Un peu après midi, les deux garçons «empruntèrent» la barque d’un brave villageois absent et se mirent en route. Lorsqu’ils furent à quelques kilomètres au-delà du «creux de la grotte», Tom dit à Huck:
«Tu vois la falaise en face. Il n’y a ni maison, ni bois, ni buisson, rien. Ça se ressemble pendant des kilomètres et des kilomètres. Mais regarde là-bas, cette tache blanche. Il y a eu là un éboulement de terrain. Ça me sert de point de repère. Nous allons aborder.»
C’est ce qu’ils firent.
«Maintenant, mon petit Huck, fit Tom, cherche-moi ce trou par lequel je suis sorti avec Becky. On va voir si tu y arrives.»

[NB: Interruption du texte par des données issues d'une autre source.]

use std::collections::{BTreeMap, BTreeSet};
use std::sync::Arc;
use std::time::Duration;

use schemars::JsonSchema;
use serde::{Deserialize, Serialize};
use tracing::{info, warn};

use ai_client::extract;
use factlens_common::{
    clamp_credibility, Article, Category, Confidence, FactStatus, Sentiment,
};

use super::{pause_between, summary::SUMMARY_FALLBACK};
use crate::traits::LanguageModel;

pub const ANALYSIS_FALLBACK_NOTE: &str = "Analysis failed due to processing error";

const SYSTEM_PROMPT: &str = "You classify news articles about genetically modified seeds \
and crops. Be objective and analytical. Respond only with JSON matching the schema.";

/// What the model is asked to return for one article.
#[derive(Debug, Deserialize, JsonSchema)]
pub struct AnalysisResponse {
    /// Exactly one of the listed categories
    pub classification: String,
    /// One of: high, medium, low
    pub confidence: String,
    /// Short theme labels, at most five
    #[serde(default)]
    pub key_themes: Vec<String>,
    /// One of: positive, neutral, negative
    pub sentiment: String,
    /// Credibility between 0.0 and 1.0
    pub credibility_score: f64,
    /// One or two sentences on how the verdict was reached
    #[serde(default)]
    pub analysis_notes: String,
}

/// Classification outcome after normalization into the fixed taxonomy.
#[derive(Debug, Clone, PartialEq)]
pub struct Analysis {
    pub classification: Category,
    pub confidence: Confidence,
    pub sentiment: Sentiment,
    pub credibility_score: f64,
    pub key_themes: BTreeSet<String>,
    pub analysis_notes: String,
}

impl Analysis {
    pub fn fallback() -> Self {
        Self {
            classification: Category::Other,
            confidence: Confidence::Low,
            sentiment: Sentiment::Neutral,
            credibility_score: 0.0,
            key_themes: BTreeSet::new(),
            analysis_notes: ANALYSIS_FALLBACK_NOTE.to_string(),
        }
    }

    fn apply(self, article: &mut Article) {
        article.classification = self.classification;
        article.confidence = self.confidence;
        article.sentiment = self.sentiment;
        article.credibility_score = self.credibility_score;
        article.key_themes = self.key_themes;
        article.analysis_notes = self.analysis_notes;
    }
}

impl From<AnalysisResponse> for Analysis {
    fn from(r: AnalysisResponse) -> Self {
        Self {
            classification: Category::parse_lenient(&r.classification),
            confidence: Confidence::parse_lenient(&r.confidence),
            sentiment: Sentiment::parse_lenient(&r.sentiment),
            credibility_score: clamp_credibility(r.credibility_score),
            key_themes: r
                .key_themes
                .iter()
                .map(|t| t.trim())
                .filter(|t| !t.is_empty())
                .map(str::to_string)
                .collect(),
            analysis_notes: r.analysis_notes.trim().to_string(),
        }
    }
}

/// Classifies each article and scores its credibility.
pub struct AnalysisAgent {
    llm: Option<Arc<dyn LanguageModel>>,
    delay: Duration,
}

impl AnalysisAgent {
    pub fn new(llm: Option<Arc<dyn LanguageModel>>, delay: Duration) -> Self {
        Self { llm, delay }
    }

    pub async fn analyze_articles(&self, mut articles: Vec<Article>) -> Vec<Article> {
        let total = articles.len();
        for (i, article) in articles.iter_mut().enumerate() {
            let called_model = self.llm.is_some() && has_material(article);
            self.analyze(article).await.apply(article);
            if called_model {
                pause_between(i, total, self.delay).await;
            }
        }

        let failed = articles
            .iter()
            .filter(|a| a.analysis_notes == ANALYSIS_FALLBACK_NOTE)
            .count();
        info!(total, failed, "Analysis complete");
        articles
    }

    async fn analyze(&self, article: &Article) -> Analysis {
        let Some(llm) = &self.llm else {
            return Analysis::fallback();
        };
        if !has_material(article) {
            return Analysis::fallback();
        }

        match extract::<AnalysisResponse>(llm.as_ref(), SYSTEM_PROMPT, &analysis_prompt(article))
            .await
        {
            Ok(response) => response.into(),
            Err(e) => {
                warn!(url = article.url.as_str(), error = %e, "Analysis failed");
                Analysis::fallback()
            }
        }
    }
}

/// An article with neither a real summary nor content gives the model nothing to classify.
fn has_material(article: &Article) -> bool {
    let summary = article.summary.trim();
    (!summary.is_empty() && summary != SUMMARY_FALLBACK) || article.has_content()
}

fn analysis_prompt(article: &Article) -> String {
    let categories = Category::ALL
        .iter()
        .map(|c| c.as_str())
        .collect::<Vec<_>>()
        .join(", ");

    let verdicts = if article.fact_check_results.is_empty() {
        "No claims were fact-checked.".to_string()
    } else {
        article
            .fact_check_results
            .iter()
            .map(|v| format!("- \"{}\": {} ({}, rated \"{}\" by {})", v.claim, v.status, v.confidence, v.rating, v.publisher))
            .collect::<Vec<_>>()
            .join("\n")
    };

    format!(
        "Analyze the following article.\n\
         \n\
         Title: {title}\n\
         URL: {url}\n\
         Summary: {summary}\n\
         \n\
         Fact-check results:\n\
         {verdicts}\n\
         Overall fact status: {status}\n\
         \n\
         Classify the article into exactly one of these categories: {categories}.\n\
         Give your confidence (high, medium, low), up to five key themes, the overall \
         sentiment (positive, neutral, negative), a credibility score between 0.0 and 1.0 \
         that takes the fact-check results into account, and brief analysis notes.",
        title = article.title,
        url = article.url,
        summary = article.summary,
        status = article.overall_fact_status,
    )
}

// ---------------------------------------------------------------------------
// Run-level summary
// ---------------------------------------------------------------------------

/// Counts over one run's analyzed articles.
#[derive(Debug, Clone, Default, PartialEq, Serialize)]
pub struct AnalysisSummary {
    pub total_articles: usize,
    pub successful_analyses: usize,
    pub by_classification: BTreeMap<Category, usize>,
    pub by_status: BTreeMap<FactStatus, usize>,
    pub by_confidence: BTreeMap<Confidence, usize>,
}

/// Tally classifications (all nine always present), statuses and confidences.
pub fn analysis_summary(articles: &[Article]) -> AnalysisSummary {
    let mut summary = AnalysisSummary {
        total_articles: articles.len(),
        by_classification: Category::ALL.iter().map(|c| (*c, 0)).collect(),
        ..Default::default()
    };

    for article in articles {
        *summary
            .by_classification
            .entry(article.classification)
            .or_default() += 1;
        *summary.by_status.entry(article.overall_fact_status).or_default() += 1;
        *summary.by_confidence.entry(article.confidence).or_default() += 1;
        if article.analysis_notes != ANALYSIS_FALLBACK_NOTE {
            summary.successful_analyses += 1;
        }
    }

    summary
}

#[cfg(test)]
mod tests {
    use super::*;
    use crate::testing::MockLlm;
    use ai_client::StructuredOutput;

    fn summarized(summary: &str) -> Article {
        let mut article = Article::failed("https://a.example/x", "X", "unused");
        article.summary = summary.to_string();
        article
    }

    #[test]
    fn response_schema_is_gemini_shaped() {
        let schema = AnalysisResponse::gemini_schema();
        assert_eq!(schema["type"], "OBJECT");
        let props = schema["properties"].as_object().unwrap();
        for key in [
            "classification",
            "confidence",
            "key_themes",
            "sentiment",
            "credibility_score",
            "analysis_notes",
        ] {
            assert!(props.contains_key(key), "missing {key}");
        }
        assert_eq!(props["key_themes"]["type"], "ARRAY");
    }

    #[test]
    fn normalization_fixes_out_of_range_values() {
        let analysis: Analysis = AnalysisResponse {
            classification: "corporate CONTROL".into(),
            confidence: "very high".into(),
            key_themes: vec![" patents ".into(), "".into(), "patents".into(), "seed".into()],
            sentiment: "Negative".into(),
            credibility_score: 3.5,
            analysis_notes: " ok ".into(),
        }
        .into();

        assert_eq!(analysis.classification, Category::CorporateControl);
        assert_eq!(analysis.confidence, Confidence::Low);
        assert_eq!(analysis.sentiment, Sentiment::Negative);
        assert_eq!(analysis.credibility_score, 1.0);
        assert_eq!(analysis.key_themes.len(), 2);
        assert_eq!(analysis.analysis_notes, "ok");
    }

    #[tokio::test]
    async fn structured_response_is_applied() {
        let llm = MockLlm::new().on_json(
            r#"{"classification": "Health", "confidence": "high", "key_themes": ["allergens"],
                "sentiment": "neutral", "credibility_score": 0.8, "analysis_notes": "Well sourced"}"#,
        );
        let agent = AnalysisAgent::new(Some(Arc::new(llm)), Duration::ZERO);

        let out = agent
            .analyze_articles(vec![summarized("GM foods are tested for allergens.")])
            .await;
        assert_eq!(out[0].classification, Category::Health);
        assert_eq!(out[0].confidence, Confidence::High);
        assert_eq!(out[0].credibility_score, 0.8);
        assert!(out[0].key_themes.contains("allergens"));
    }

    #[tokio::test]
    async fn malformed_response_falls_back() {
        let llm = MockLlm::new().on_json("I think it is about health.");
        let agent = AnalysisAgent::new(Some(Arc::new(llm)), Duration::ZERO);

        let out = agent
            .analyze_articles(vec![summarized("GM foods are tested for allergens.")])
            .await;
        assert_eq!(out[0].classification, Category::Other);
        assert_eq!(out[0].sentiment, Sentiment::Neutral);
        assert_eq!(out[0].credibility_score, 0.0);
        assert_eq!(out[0].analysis_notes, ANALYSIS_FALLBACK_NOTE);
    }

    #[tokio::test]
    async fn nothing_to_classify_skips_the_model() {
        let llm = Arc::new(MockLlm::new().on_json("{}"));
        let agent = AnalysisAgent::new(Some(llm.clone()), Duration::ZERO);

        let out = agent.analyze_articles(vec![summarized(SUMMARY_FALLBACK)]).await;
        assert_eq!(out[0].analysis_notes, ANALYSIS_FALLBACK_NOTE);
        assert_eq!(llm.json_calls(), 0);
    }

    #[test]
    fn summary_lists_every_category() {
        let mut a = summarized("x");
        a.classification = Category::Health;
        a.analysis_notes = "fine".into();
        let mut b = summarized("y");
        b.analysis_notes = ANALYSIS_FALLBACK_NOTE.into();

        let summary = analysis_summary(&[a, b]);
        assert_eq!(summary.total_articles, 2);
        assert_eq!(summary.successful_analyses, 1);
        assert_eq!(summary.by_classification.len(), 9);
        assert_eq!(summary.by_classification[&Category::Health], 1);
        assert_eq!(summary.by_classification[&Category::Other], 1);
        assert_eq!(summary.by_status[&FactStatus::Unsure], 2);
    }
}
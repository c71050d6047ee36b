/// Extracted text shorter than this is navigation chrome, not an article.
pub const MIN_CONTENT_CHARS: usize = 100;

/// Collapse whitespace and bound the length of extracted article text.
///
/// Returns an empty string when the text is too short to be an article.
/// Longer text is cut at `max_chars` characters and `...` appended.
pub fn clean_content(text: &str, max_chars: usize) -> String {
    let collapsed = text.split_whitespace().collect::<Vec<_>>().join(" ");

    let char_count = collapsed.chars().count();
    if char_count < MIN_CONTENT_CHARS {
        return String::new();
    }
    if char_count <= max_chars {
        return collapsed;
    }

    let cut = collapsed
        .char_indices()
        .nth(max_chars)
        .map(|(i, _)| i)
        .unwrap_or(collapsed.len());
    format!("{}...", collapsed[..cut].trim_end())
}
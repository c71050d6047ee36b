use std::env;
use std::path::PathBuf;

use crate::error::FactLensError;

pub const DEFAULT_GEMINI_MODEL: &str = "gemini-1.5-flash";
pub const DEFAULT_DATABASE_URL: &str = "sqlite://articles.db?mode=rwc";
pub const DEFAULT_TEMP_DIR: &str = "temp";
pub const DEFAULT_MAX_CONTENT_LENGTH: usize = 5000;

/// Application configuration loaded from environment variables.
///
/// API keys are optional: a missing key disables the stage that needs it
/// instead of failing startup. `warnings()` lists what is disabled.
#[derive(Debug, Clone)]
pub struct Config {
    // Search
    pub serper_api_key: Option<String>,

    // LLM
    pub google_api_key: Option<String>,
    pub gemini_model: String,

    // Fact checking
    pub fact_check_api_key: Option<String>,

    // Notion
    pub notion_token: Option<String>,
    pub notion_parent_page_id: Option<String>,
    pub notion_database_id: Option<String>,
    pub publish_to_notion: bool,
    pub notion_create_db_each_run: bool,

    // Storage
    pub database_url: String,
    pub temp_dir: PathBuf,

    // Scraping
    pub max_content_length: usize,
}

impl Default for Config {
    fn default() -> Self {
        Self {
            serper_api_key: None,
            google_api_key: None,
            gemini_model: DEFAULT_GEMINI_MODEL.to_string(),
            fact_check_api_key: None,
            notion_token: None,
            notion_parent_page_id: None,
            notion_database_id: None,
            publish_to_notion: false,
            notion_create_db_each_run: true,
            database_url: DEFAULT_DATABASE_URL.to_string(),
            temp_dir: PathBuf::from(DEFAULT_TEMP_DIR),
            max_content_length: DEFAULT_MAX_CONTENT_LENGTH,
        }
    }
}

impl Config {
    /// Read configuration from the process environment.
    ///
    /// Only malformed values are errors; absent values fall back to defaults.
    pub fn from_env() -> Result<Self, FactLensError> {
        let max_content_length = match optional_env("SCRAPE_MAX_CONTENT_LENGTH") {
            Some(raw) => match raw.parse::<usize>() {
                Ok(n) if n > 0 => n,
                _ => {
                    return Err(FactLensError::Config(format!(
                        "SCRAPE_MAX_CONTENT_LENGTH must be a positive integer, got {raw:?}"
                    )))
                }
            },
            None => DEFAULT_MAX_CONTENT_LENGTH,
        };

        Ok(Self {
            serper_api_key: optional_env("SERPER_API_KEY"),
            google_api_key: optional_env("GOOGLE_API_KEY"),
            gemini_model: optional_env("GEMINI_MODEL")
                .unwrap_or_else(|| DEFAULT_GEMINI_MODEL.to_string()),
            fact_check_api_key: optional_env("GOOGLE_FACT_CHECK_API_KEY"),
            notion_token: optional_env("NOTION_TOKEN"),
            notion_parent_page_id: optional_env("NOTION_PARENT_PAGE_ID"),
            notion_database_id: optional_env("NOTION_DATABASE_ID"),
            publish_to_notion: flag_env("PUBLISH_TO_NOTION", false),
            notion_create_db_each_run: flag_env("NOTION_CREATE_DB_EACH_RUN", true),
            database_url: optional_env("DATABASE_URL")
                .unwrap_or_else(|| DEFAULT_DATABASE_URL.to_string()),
            temp_dir: optional_env("TEMP_DIR")
                .map(PathBuf::from)
                .unwrap_or_else(|| PathBuf::from(DEFAULT_TEMP_DIR)),
            max_content_length,
        })
    }

    /// Notion publishing needs the opt-in flag plus a token and a parent page.
    pub fn notion_enabled(&self) -> bool {
        self.publish_to_notion && self.notion_token.is_some() && self.notion_parent_page_id.is_some()
    }

    /// Human-readable list of features disabled by missing configuration.
    pub fn warnings(&self) -> Vec<String> {
        let mut warnings = Vec::new();

        if self.serper_api_key.is_none() {
            warnings.push("SERPER_API_KEY not set: web search is disabled".to_string());
        }
        if self.google_api_key.is_none() {
            warnings.push(
                "GOOGLE_API_KEY not set: summaries and analysis will use fallbacks".to_string(),
            );
        }
        if self.fact_check_api_key.is_none() {
            warnings.push(
                "GOOGLE_FACT_CHECK_API_KEY not set: fact checking is skipped".to_string(),
            );
        }
        if self.publish_to_notion && !self.notion_enabled() {
            warnings.push(
                "PUBLISH_TO_NOTION is set but NOTION_TOKEN or NOTION_PARENT_PAGE_ID is missing"
                    .to_string(),
            );
        }

        warnings
    }

    /// Log the loaded configuration with secrets reduced to a short preview.
    pub fn log_redacted(&self) {
        tracing::info!("Config loaded:");
        tracing::info!("  SERPER_API_KEY: {}", preview_opt(&self.serper_api_key));
        tracing::info!("  GOOGLE_API_KEY: {}", preview_opt(&self.google_api_key));
        tracing::info!("  GEMINI_MODEL: {}", self.gemini_model);
        tracing::info!(
            "  GOOGLE_FACT_CHECK_API_KEY: {}",
            preview_opt(&self.fact_check_api_key)
        );
        tracing::info!("  NOTION_TOKEN: {}", preview_opt(&self.notion_token));
        tracing::info!("  PUBLISH_TO_NOTION: {}", self.publish_to_notion);
        tracing::info!("  DATABASE_URL: {}", self.database_url);
        tracing::info!("  TEMP_DIR: {}", self.temp_dir.display());
    }
}

fn optional_env(key: &str) -> Option<String> {
    env::var(key)
        .ok()
        .map(|v| v.trim().to_string())
        .filter(|v| !v.is_empty())
}

fn flag_env(key: &str, default: bool) -> bool {
    match optional_env(key) {
        Some(v) => matches!(v.to_lowercase().as_str(), "true" | "1" | "yes" | "on"),
        None => default,
    }
}

fn preview(val: &str) -> String {
    let n = val.char_indices().nth(5).map(|(i, _)| i).unwrap_or(val.len());
    format!("{}...({} chars)", &val[..n], val.chars().count())
}

fn preview_opt(val: &Option<String>) -> String {
    match val {
        Some(v) => preview(v),
        None => "<not set>".to_string(),
    }
}

#[cfg(test)]
mod tests {
    use super::*;

    #[test]
    fn preview_hides_most_of_the_secret() {
        assert_eq!(preview("abcdefghij"), "abcde...(10 chars)");
        assert_eq!(preview("abc"), "abc...(3 chars)");
        assert_eq!(preview_opt(&None), "<not set>");
    }

    #[test]
    fn default_config_warns_about_every_missing_key() {
        let config = Config::default();
        let warnings = config.warnings();
        assert_eq!(warnings.len(), 3);
        assert!(warnings.iter().any(|w| w.contains("SERPER_API_KEY")));
        assert!(!config.notion_enabled());
    }

    #[test]
    fn notion_requires_flag_token_and_parent() {
        let mut config = Config {
            notion_token: Some("secret".into()),
            notion_parent_page_id: Some("page".into()),
            ..Config::default()
        };
        assert!(!config.notion_enabled());

        config.publish_to_notion = true;
        assert!(config.notion_enabled());

        config.notion_parent_page_id = None;
        assert!(!config.notion_enabled());
        assert!(config
            .warnings()
            .iter()
            .any(|w| w.contains("NOTION_PARENT_PAGE_ID")));
    }
}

Au bout de quelques minutes, Huck s’avoua vaincu. Tom écarta fièrement une touffe de broussailles et découvrit une petite excavation.
«Nous y voilà! s’écria-t-il. Regarde-moi ça, Huck! C’est ce qu’il y a de plus beau dans le pays. Toute ma vie, j’ai rêvé d’être brigand, mais je savais que pour le devenir il me fallait dénicher un endroit comme celui-là. Nous l’avons maintenant et nous ne le dirons à personne, à moins que nous ne prenions Joe Harper et Ben Rogers avec nous. Bien entendu, il va falloir former une bande, sans quoi ça ne ressemblerait à rien. La bande de Tom Sawyer… Hein, avoue que ça sonne bien! Avoue que ça a de l’allure, non?
– Si, tout à fait. Et qui allons-nous dévaliser?
– Oh! presque tout le monde. Tous ceux qui tomberont dans nos embuscades. C’est encore ce qu’il y a de mieux.
– Et nous les tuerons?
– Non. Nous les garderons dans la grotte jusqu’à ce qu’ils paient une rançon.
– Qu’est-ce que c’est que ça, une rançon?
– C’est de l’argent. Tu obliges les gens à demander à leurs amis tout ce qu’ils peuvent donner et, au bout d’un an, s’ils n’ont pas réuni une somme suffisante, tu les tues. En général, c’est comme cela que ça se passe. Seulement, on ne tue pas les femmes. On s’arrange pour les faire taire. C’est tout. Elles sont toujours belles et riches et elles ont une peur bleue des voleurs. On leur prend leur montre et leurs bijoux, mais toujours après avoir enlevé son chapeau et en leur parlant poliment. Il n’y a pas plus poli que les voleurs. Tu verras ça dans n’importe quel livre. Alors, elles tombent amoureuses de toi et, après deux ou trois semaines dans la grotte, elles s’arrêtent de pleurer et ne veulent plus te quitter. Si tu les chasses, elles reviennent. Je t’assure que c’est comme ça dans tous les livres.
– Dis donc, Tom, mais c’est épatant cette vie-là. Je crois que ça vaut encore mieux que d’être pirate.
– Oui, ça vaut mieux dans un sens parce qu’on n’est pas loin de chez soi et qu’on peut aller au cirque.»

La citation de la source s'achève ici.